Je suis un grand admirateur des investissements dans les transports publics, mais je dirais que les nouvelles réglementations en matière de publicité pourraient provoquer de la réactance parmi les amoureux inconditionnels de l’automobile, les amenant à intensifier leur amour pour la liberté à quatre roues.

Comme le montre l’affaire Tide Pods, le monde devrait maintenant avoir appris que lorsqu’il s’agit d’influencer le comportement, dire aux consommateurs qu’ils doivent faire quelque chose est rarement efficace, et peut même être contre-productif. C’est parce que le moteur psychologique inverse de la «réactance» est «l’agentivité». L’autonomie est l’un des principaux attraits de la possession d’un véhicule (demandez à n’importe quel adolescent qui vient d’obtenir son permis !). Cette autonomie est souvent verbalisée comme une «liberté», un mot que nous avons entendu dans toutes sortes de contextes questionnables pendant la pandémie.

Les voitures ne sont pas seulement des boîtes en métal qui nous permettent de nous déplacer - et les marques automobiles l’ont toujours su. Interrogé sur les voitures automatisées lors d’une interview l’année dernière, le PDG de Jeep, Christian Meunier, a révélé : «Nous vendons des véhicules intégrés au style de vie que les gens aiment conduire et s’amusent à conduire. Donc, nous ne les éliminerons pas.»

C’est cet aspect qui attire les gens vers les voitures en premier lieu par rapport aux alternatives telles que les transports en commun. Au-delà de cela, certains nouveaux conducteurs considèrent leur voiture comme un téléphone intelligent à roulettes, doté de systèmes de navigation et de divertissement alimentés par Apple ou Google. Le prochain véhicule électrique Fisker Ocean dispose d’un écran de tableau de bord de 17 pouces qui pivote à la verticale pour la navigation et à l’horizontale pour la vidéo. Comment appelle-t-on cette fonctionnalité? Le mode Hollywood.

Notons que les véhicules électriques ne sont pas plus respectueux de l’environnement que l’électricité qui les alimente. Par exemple, conduire un véhicule électrique en Pologne, où l’électricité provient encore de centrales au charbon, ne réduira en rien les émissions de gaz à effet de serre. Mais moins de 10 % de l’énergie produite en France provient de combustibles fossiles, ce qui est encore plus faible que la moyenne canadienne de 17 % (bien qu’en Colombie-Britannique, en Ontario et au Québec, ce chiffre tombe à environ 5 % en raison de la production d’énergie hydroélectrique et nucléaire). Un véhicule électrique en France est vraiment une solution propre.
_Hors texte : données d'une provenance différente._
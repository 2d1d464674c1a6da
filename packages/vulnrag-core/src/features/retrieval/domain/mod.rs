//! Retrieval domain: entries, results and score fusion

pub mod entry;
pub mod fusion;
pub mod metadata;
pub mod pattern;
pub mod result;

pub use entry::{IndexEntry, QueryFeatures};
pub use fusion::{ChannelScores, FusionWeights, RankedHit};
pub use metadata::{text_or_na, value_or_na, VulnerabilityMetadata};
pub use pattern::PatternType;
pub use result::{
    best_result, best_score, RetrievalMetadata, RetrievalResult, RetrievalResultSet,
};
Cela fait presque vingt ans qu’un article intitulé Reactance to Recommendations : When Unsolicited Advice Yields Contrary Responses a paru dans la revue Marketing Science. Les professionnels de la communication doivent appliquer les révélations contre-intuitives d’études scientifiques comme celle-ci s’ils veulent vraiment que les gens développent de nouvelles habitudes. Ne serait-il donc pas préférable d’inscrire un quatrième avertissement sur la liste des messages du gouvernement français ? Quelque chose comme «Choisir un véhicule électrique permet d’avoir un ciel plus propre» ou simplement «Il existe une façon plus propre de conduire». Des résultats positifs et des informations sur les options sont des moyens éprouvés d’éviter le problème de la réactance des consommateurs.

Une chose est sûre : que ce soit en voiture énergivore ou électrique, chaque trajet sera bientôt un voyage de culpabilité pour les conducteurs français. Et ce n’est pas une façon d’encourager un changement de comportement.